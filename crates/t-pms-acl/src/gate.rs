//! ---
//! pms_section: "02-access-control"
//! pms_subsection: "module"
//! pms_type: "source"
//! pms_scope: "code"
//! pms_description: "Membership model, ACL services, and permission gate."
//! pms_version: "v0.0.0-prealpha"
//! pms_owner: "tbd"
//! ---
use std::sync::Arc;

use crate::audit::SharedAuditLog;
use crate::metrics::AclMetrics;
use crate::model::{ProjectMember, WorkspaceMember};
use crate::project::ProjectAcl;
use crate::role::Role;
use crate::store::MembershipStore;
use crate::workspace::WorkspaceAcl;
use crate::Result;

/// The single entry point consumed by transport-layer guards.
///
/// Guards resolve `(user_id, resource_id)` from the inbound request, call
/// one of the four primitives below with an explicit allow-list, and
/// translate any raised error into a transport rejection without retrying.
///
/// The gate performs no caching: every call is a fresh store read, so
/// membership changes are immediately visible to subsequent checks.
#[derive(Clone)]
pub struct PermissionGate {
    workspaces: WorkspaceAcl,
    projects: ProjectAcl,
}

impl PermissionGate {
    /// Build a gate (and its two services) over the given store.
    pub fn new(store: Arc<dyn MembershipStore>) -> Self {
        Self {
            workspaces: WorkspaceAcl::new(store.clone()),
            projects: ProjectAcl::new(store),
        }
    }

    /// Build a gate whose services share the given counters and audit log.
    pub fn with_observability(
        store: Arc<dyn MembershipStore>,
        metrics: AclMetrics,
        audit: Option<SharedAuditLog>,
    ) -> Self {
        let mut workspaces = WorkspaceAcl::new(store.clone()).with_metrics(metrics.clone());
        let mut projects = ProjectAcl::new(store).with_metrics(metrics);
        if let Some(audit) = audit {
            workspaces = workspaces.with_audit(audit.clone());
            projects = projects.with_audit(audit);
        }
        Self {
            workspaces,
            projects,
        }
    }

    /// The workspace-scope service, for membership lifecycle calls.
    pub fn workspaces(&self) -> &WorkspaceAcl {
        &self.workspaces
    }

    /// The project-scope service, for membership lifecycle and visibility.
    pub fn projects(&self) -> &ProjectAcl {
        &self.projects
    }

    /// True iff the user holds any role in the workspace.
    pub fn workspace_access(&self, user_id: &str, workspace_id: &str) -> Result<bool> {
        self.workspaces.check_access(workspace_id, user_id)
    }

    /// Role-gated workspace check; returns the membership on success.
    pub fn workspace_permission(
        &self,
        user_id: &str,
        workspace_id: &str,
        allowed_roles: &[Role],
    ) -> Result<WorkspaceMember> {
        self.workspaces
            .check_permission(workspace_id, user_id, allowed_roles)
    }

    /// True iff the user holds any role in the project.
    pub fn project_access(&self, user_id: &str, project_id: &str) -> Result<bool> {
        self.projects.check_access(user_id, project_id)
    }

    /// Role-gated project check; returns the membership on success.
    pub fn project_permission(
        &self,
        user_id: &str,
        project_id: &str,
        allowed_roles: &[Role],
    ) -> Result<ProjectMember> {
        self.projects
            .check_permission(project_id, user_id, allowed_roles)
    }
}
▬▬▬▬▬▬
DIRECTIONS: Copy out the entries above exactly as given, starting at the top and ending with the line containing "and audit log."; include both and nothing more.

REPLY:
filename crates/t-pms-acl/src/gate.rs
//! ---
//! pms_section: "02-access-control"
//! pms_subsection: "module"
//! pms_type: "source"
//! pms_scope: "code"
//! pms_description: "Membership model, ACL services, and permission gate."
//! pms_version: "v0.0.0-prealpha"
//! pms_owner: "tbd"
//! ---
use std::sync::Arc;

use crate::audit::SharedAuditLog;
use crate::metrics::AclMetrics;
use crate::model::{ProjectMember, WorkspaceMember};
use crate::project::ProjectAcl;
use crate::role::Role;
use crate::store::MembershipStore;
use crate::workspace::WorkspaceAcl;
use crate::Result;

/// The single entry point consumed by transport-layer guards.
///
/// Guards resolve `(user_id, resource_id)` from the inbound request, call
/// one of the four primitives below with an explicit allow-list, and
/// translate any raised error into a transport rejection without retrying.
///
/// The gate performs no caching: every call is a fresh store read, so
/// membership changes are immediately visible to subsequent checks.
#[derive(Clone)]
pub struct PermissionGate {
    workspaces: WorkspaceAcl,
    projects: ProjectAcl,
}

impl PermissionGate {
    /// Build a gate (and its two services) over the given store.
    pub fn new(store: Arc<dyn MembershipStore>) -> Self {
        Self {
            workspaces: WorkspaceAcl::new(store.clone()),
            projects: ProjectAcl::new(store),
        }
    }

    /// Build a gate whose services share the given counters and audit log.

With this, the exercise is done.